Quand se taisent les oiseaux

D 25 janvier 2007     H 08:15     A Jacques Chesnel    


Un retour longtemps attendu

Cela fait douze ans que ce fringant septuagénaire (depuis peu) n’avait pas enregistré de disque sous son nom, en France… car il a eu l’occasion lors de ses nombreuses tournées d’enregistrer un album au Montenegro et quatre au Kazakhstan !. Il était donc grand temps que ce saxophoniste, compositeur, arrangeur, enseignant, fondateur de l’Orchestre National de Jazz, de la classe de Jazz du Conservatoire Supérieur de Musique et de la Danse de Paris ainsi que de l’OJEA (Orchestre de Jazz Europe – Afrique) ou encore de la classe de Jazz du Conservatoire de la Réunion (où il séjourna)… réalise cet album avec les musiciens avec lesquels il joue régulièrement, Emil Spanyi, Guillaume Juramie et Joe Quitzke.

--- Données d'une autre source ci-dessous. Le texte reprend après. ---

/// Offline, seeded synthesizer that fills the next tier with deterministic
/// stock content.
///
/// Not a writer: it picks from one small table so unattended upgrades and
/// previews work without a generation service. Same seed, same character,
/// same context: same output.
use rand::rngs::StdRng;
use rand::seq::SliceRandom;
use rand::SeedableRng;
use serde_json::{json, Map, Value};

use crate::core::emptiness::is_empty_text;
use crate::core::tiers::{SynthesisError, Synthesizer, TransitionContext};
use crate::schema::character::{
    BalancedProfile, Character, CorePsychology, DetailedProfile, EvolutionStage, ExtendedSection,
    NarrativeRole, SimplifiedPhysiology, VoiceProfile,
};
use crate::schema::relationship::Relationship;

const AGES: &[&str] = &["early 20s", "early 30s", "mid-40s", "late 50s"];
const APPEARANCES: &[&str] = &[
    "weathered hands and a watchful stare",
    "sharp-featured, always slightly underslept",
    "open face, quick to laugh",
];
const VALUES: &[&str] = &["freedom", "loyalty", "truth", "control", "family"];
const WANTS: &[&str] = &["prove themselves", "win back what was lost", "keep everyone safe"];
const NEEDS: &[&str] = &["let other people in", "forgive themselves", "stop running"];
const FLAWS: &[&str] = &["pride", "recklessness", "secrecy", "jealousy"];
const FEARS: &[&str] = &["abandonment", "failure", "being trapped", "irrelevance"];
const SPEECH: &[&str] = &["quick and direct", "slow, chooses every word", "dry understatement"];
const OCCUPATIONS: &[&str] = &["courier", "mechanic", "schoolteacher", "harbor pilot"];
const HEIGHTS: &[&str] = &["5'2\"", "5'6\"", "5'10\"", "6'1\""];
const BUILDS: &[&str] = &["slight", "wiry", "solid", "heavyset"];

fn pick(rng: &mut StdRng, pool: &[&str]) -> String {
    pool.choose(rng).copied().unwrap_or_default().to_string()
}

fn pick_many(rng: &mut StdRng, pool: &[&str], n: usize) -> Vec<String> {
    pool.choose_multiple(rng, n).map(|s| s.to_string()).collect()
}

/// Authored entries of `values`, or `n` picks from `pool` when there are none.
fn authored_or_pick(values: &[String], rng: &mut StdRng, pool: &[&str], n: usize) -> Vec<String> {
    let authored: Vec<String> = values
        .iter()
        .filter(|v| !v.trim().is_empty() && !is_empty_text(Some(v.as_str())))
        .cloned()
        .collect();
    if authored.is_empty() {
        pick_many(rng, pool, n)
    } else {
        authored
    }
}

/// Relationship label used for a reference character's role.
fn relationship_label(role: NarrativeRole) -> &'static str {
    use NarrativeRole::*;
    match role {
        Mentor | Threshold => "mentor",
        Antagonist | SecondaryAntagonist => "antagonist",
        Rival => "rival",
        Family => "family",
        LoveInterest => "love interest",
        Friend | Ally => "friend",
        AuthorityFigure => "professional",
        _ => "complicated",
    }
}

/// Seeded, table-driven [`Synthesizer`].
#[derive(Debug, Clone, Copy, Default)]
pub struct ArchetypeSynthesizer {
    pub seed: u64,
}

impl ArchetypeSynthesizer {
    pub fn new(seed: u64) -> Self {
        Self { seed }
    }

    fn rng_for(&self, character: &Character, salt: u64) -> StdRng {
        let id_bits = character.id.0.as_u128() as u64;
        StdRng::seed_from_u64(self.seed ^ id_bits ^ salt)
    }

    fn source_text(character: &Character) -> Result<&str, SynthesisError> {
        let description = character.basic.description.trim();
        if description.is_empty() || is_empty_text(Some(description)) {
            return Err(SynthesisError::InsufficientSource(character.name.clone()));
        }
        Ok(description.trim_end_matches('.'))
    }
}

impl Synthesizer for ArchetypeSynthesizer {
    fn balanced_profile(
        &self,
        character: &Character,
        context: &TransitionContext,
    ) -> Result<BalancedProfile, SynthesisError> {
        let description = Self::source_text(character)?;
        let mut rng = self.rng_for(character, 1);

        let mut backstory = format!("{description}.");
        if let Some(story) = context.story_context.as_deref().filter(|s| !s.trim().is_empty()) {
            backstory.push_str(&format!(" Their past is bound up with {}.", story.trim()));
        }
        if let Some(reference) = context
            .reference_characters
            .iter()
            .find(|r| r.id != character.id)
        {
            backstory.push_str(&format!(
                " Much of who they are was shaped around {}.",
                reference.name
            ));
        }

        Ok(BalancedProfile {
            physiology: SimplifiedPhysiology {
                age: pick(&mut rng, AGES),
                gender: "unspecified".to_string(),
                appearance: pick(&mut rng, APPEARANCES),
                ..SimplifiedPhysiology::default()
            },
            psychology: CorePsychology {
                core_value: pick(&mut rng, VALUES),
                want: pick(&mut rng, WANTS),
                need: pick(&mut rng, NEEDS),
                primary_flaw: pick(&mut rng, FLAWS),
                key_fears: pick_many(&mut rng, FEARS, 2),
                ..CorePsychology::default()
            },
            backstory,
            voice: VoiceProfile {
                speech_pattern: pick(&mut rng, SPEECH),
                ..VoiceProfile::default()
            },
        })
    }

    /// Builds on the balanced payload, falling back to the table wherever
    /// that payload holds nothing authored.
    fn detailed_profile(
        &self,
        character: &Character,
        context: &TransitionContext,
    ) -> Result<DetailedProfile, SynthesisError> {
        let description = Self::source_text(character)?;
        let balanced = character
            .balanced
            .as_ref()
            .ok_or_else(|| SynthesisError::InsufficientSource(character.name.clone()))?;
        let mut rng = self.rng_for(character, 2);
        let psychology = &balanced.psychology;

        let build = balanced
            .physiology
            .build
            .clone()
            .filter(|b| !is_empty_text(Some(b.as_str())))
            .unwrap_or_else(|| pick(&mut rng, BUILDS));
        let background = if is_empty_text(Some(balanced.backstory.trim())) {
            format!("{description}.")
        } else {
            balanced.backstory.clone()
        };
        let motivations = authored_or_pick(
            &[psychology.want.clone(), psychology.need.clone()],
            &mut rng,
            WANTS,
            1,
        );
        let fears = authored_or_pick(&psychology.key_fears, &mut rng, FEARS, 2);

        let relationships: Vec<Relationship> = context
            .reference_characters
            .iter()
            .filter(|r| r.id != character.id)
            .map(|r| Relationship::new(&character.name, &r.name, relationship_label(r.role)))
            .collect();

        Ok(DetailedProfile {
            physiology: section(json!({ "height": pick(&mut rng, HEIGHTS), "build": build })),
            sociology: section(json!({
                "occupation": pick(&mut rng, OCCUPATIONS),
                "background": background,
            })),
            psychology: section(json!({ "motivations": motivations, "fears": fears })),
            evolution: Some(vec![
                EvolutionStage {
                    phase: "setup".to_string(),
                    change: format!("Chases the wish to {}", motivations[0]),
                    trigger: None,
                },
                EvolutionStage {
                    phase: "resolution".to_string(),
                    change: format!("Faces their fear of {}", fears[0]),
                    trigger: context.story_context.clone(),
                },
            ]),
            relationships: (!relationships.is_empty()).then_some(relationships),
        })
    }
}

fn section(value: Value) -> ExtendedSection {
    match value {
        Value::Object(fields) => ExtendedSection::new(fields),
        _ => ExtendedSection::new(Map::new()),
    }
}

#[cfg(test)]
mod tests {
    use super::*;
    use crate::core::tiers::{upgrade, upgrade_next, Transition, TransitionError};
    use crate::schema::character::ComplexityTier;
    use chrono::{TimeZone, Utc};

    fn ctx() -> TransitionContext {
        TransitionContext::new(Utc.with_ymd_and_hms(2024, 6, 1, 0, 0, 0).unwrap())
    }

    fn mara() -> Character {
        Character::minimal(
            "Mara",
            NarrativeRole::Protagonist,
            "A ferry pilot who owes money to half the harbor.",
            Utc.with_ymd_and_hms(2024, 5, 1, 0, 0, 0).unwrap(),
        )
    }

    #[test]
    fn deterministic_for_same_seed() {
        let synth = ArchetypeSynthesizer::new(42);
        let c = mara();
        let a = synth.balanced_profile(&c, &ctx()).unwrap();
        let b = synth.balanced_profile(&c, &ctx()).unwrap();
        assert_eq!(a, b);
    }

    #[test]
    fn backstory_uses_description_and_context() {
        let synth = ArchetypeSynthesizer::new(7);
        let eli = Character::minimal("Eli", NarrativeRole::Mentor, "Old harbor master", ctx().now);
        let context = ctx()
            .with_story_context("the night the lighthouse went dark")
            .with_references(vec![eli]);
        let profile = synth.balanced_profile(&mara(), &context).unwrap();
        assert!(profile
            .backstory
            .starts_with("A ferry pilot who owes money to half the harbor."));
        assert!(profile.backstory.contains("the night the lighthouse went dark"));
        assert!(profile.backstory.contains("Eli"));
    }

    #[test]
    fn blank_description_is_insufficient() {
        let synth = ArchetypeSynthesizer::new(1);
        let mut c = mara();
        c.basic.description = "TBD".to_string();
        assert_eq!(
            synth.balanced_profile(&c, &ctx()),
            Err(SynthesisError::InsufficientSource("Mara".to_string()))
        );

        let result = upgrade(&c, Transition::MinimalToBalanced, &ctx(), &synth);
        assert!(!result.success);
        assert_eq!(result.character, c);
        assert!(matches!(result.error, Some(TransitionError::Synthesis(_))));
    }

    #[test]
    fn full_climb_through_tiers() {
        let synth = ArchetypeSynthesizer::new(99);
        let jonah = Character::minimal("Jonah", NarrativeRole::Rival, "Runs the rival ferry", ctx().now);
        let context = ctx().with_references(vec![jonah]);

        let balanced = upgrade(&mara(), Transition::MinimalToBalanced, &context, &synth);
        assert!(balanced.success, "{:?}", balanced.error);
        assert_eq!(balanced.character.tier, ComplexityTier::Balanced);

        let detailed = upgrade(
            &balanced.character,
            Transition::BalancedToDetailed,
            &context,
            &synth,
        );
        assert!(detailed.success, "{:?}", detailed.error);
        let c = detailed.character;
        assert_eq!(c.tier, ComplexityTier::Detailed);
        assert!(c.validate().is_ok());

        let profile = c.detailed.unwrap();
        assert_eq!(profile.evolution.as_ref().map(Vec::len), Some(2));
        let relationships = profile.relationships.unwrap();
        assert_eq!(relationships.len(), 1);
        assert!(relationships[0].connects("Mara", "Jonah"));
        assert_eq!(relationships[0].relationship_type, "rival");
    }

    #[test]
    fn hand_written_balanced_without_fears_reaches_detailed() {
        let mut c = mara();
        c.tier = ComplexityTier::Balanced;
        c.balanced = Some(BalancedProfile {
            physiology: SimplifiedPhysiology {
                age: "mid-30s".to_string(),
                gender: "female".to_string(),
                appearance: "rope-scarred hands".to_string(),
                ..SimplifiedPhysiology::default()
            },
            psychology: CorePsychology {
                core_value: "independence".to_string(),
                want: "clear her debts".to_string(),
                need: "accept help".to_string(),
                primary_flaw: "pride".to_string(),
                key_fears: vec!["unknown".to_string()],
                ..CorePsychology::default()
            },
            backstory: "TBD".to_string(),
            voice: VoiceProfile {
                speech_pattern: "clipped".to_string(),
                ..VoiceProfile::default()
            },
        });
        assert!(c.validate().is_ok());

        let result = upgrade_next(&c, &ctx(), &ArchetypeSynthesizer::new(1));
        assert!(result.success, "{:?}", result.error);
        let detailed = result.character.detailed.unwrap();
        let fears = detailed.psychology.get("fears").and_then(Value::as_array).unwrap();
        assert_eq!(fears.len(), 2);
        assert!(fears.iter().all(|f| f != "unknown"));
        assert_eq!(
            detailed.sociology.get("background"),
            Some(&json!("A ferry pilot who owes money to half the harbor."))
        );
        assert_eq!(
            detailed.psychology.get("motivations"),
            Some(&json!(["clear her debts", "accept help"]))
        );
    }

    #[test]
    fn detailed_requires_balanced_payload() {
        let synth = ArchetypeSynthesizer::new(3);
        assert!(matches!(
            synth.detailed_profile(&mara(), &ctx()),
            Err(SynthesisError::InsufficientSource(_))
        ));
    }
}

François Jeanneau - « Quand se taisent les oiseaux » -  voir en grand cette image
François Jeanneau - « Quand se taisent les oiseaux »
Bee Jazz - parution janvier 2007 - distribution Abeille Musique.

On connaît la carrière bien remplie depuis ses débuts à la fin des années 50, on se souvient du premier disque sous sa signature en 1975, Une bien curieuse planète, du trio HJT agité (Humair-Jeanneau-Texier), de son Pandémonium et bien évidemment du premier ONJ en 1986, le plus intrinsèquement « jazz » de tous avec de superbes arrangements et du Quatuor de saxophones.

Avec ses compagnons habituels plus la présence de Sébastien Boisseau à la contrebasse, François Jeanneau présente le récit d’une tempête tropicale, sans aucun effet de musique à programme trop descriptive mais propose plutôt la transcription d’émotions fortes lorsque arrive une telle catastrophe comme une tempête tropicale. Il a choisi de s’exprimer uniquement par/avec le saxophone soprano qu’il maîtrise totalement avec une sonorité pleine et généreuse pour l’instrument.
Toutes les phases de ce désastre sont donc évoquées sans grandiloquence (inquiétant Au dehors, les éléments, terrifiantes Tourmentes), démonstration gratuite ou surcharge émotionnelle dans son déroulement grâce à une écriture concordante tout en laissant place au vocabulaire des signes du « sound painting », code de communication créé par Walter Thompson selon ses partenaires.

On note la présence sur trois titres de la joueuse de kora et vocaliste Ablaye Cissoko (avec laquelle F.J. joua en Afrique) qui conclut par L’embellie, longtemps espérée, tant attendue.

Pour son « retour » discographique en France, François Jeanneau signe un bien bel album (mis en valeur par la production). Connaissant le musicien, nul ne pouvait en douter.


> BEE JAZZ BEE017 - distr. Abeille Musique

François Jeanneau (saxophone soprano), Emil Spanyi (piano & claviers),
Sébastien Boisseau (contrebasse), Guillaume Juramie (basse électrique), Joe Quitzke (batterie, percussions), Ablaye Cissoko (kora et vocaux sur plages 1, 4 & 9) Rumeurs (F.J. et Sylvia Versini)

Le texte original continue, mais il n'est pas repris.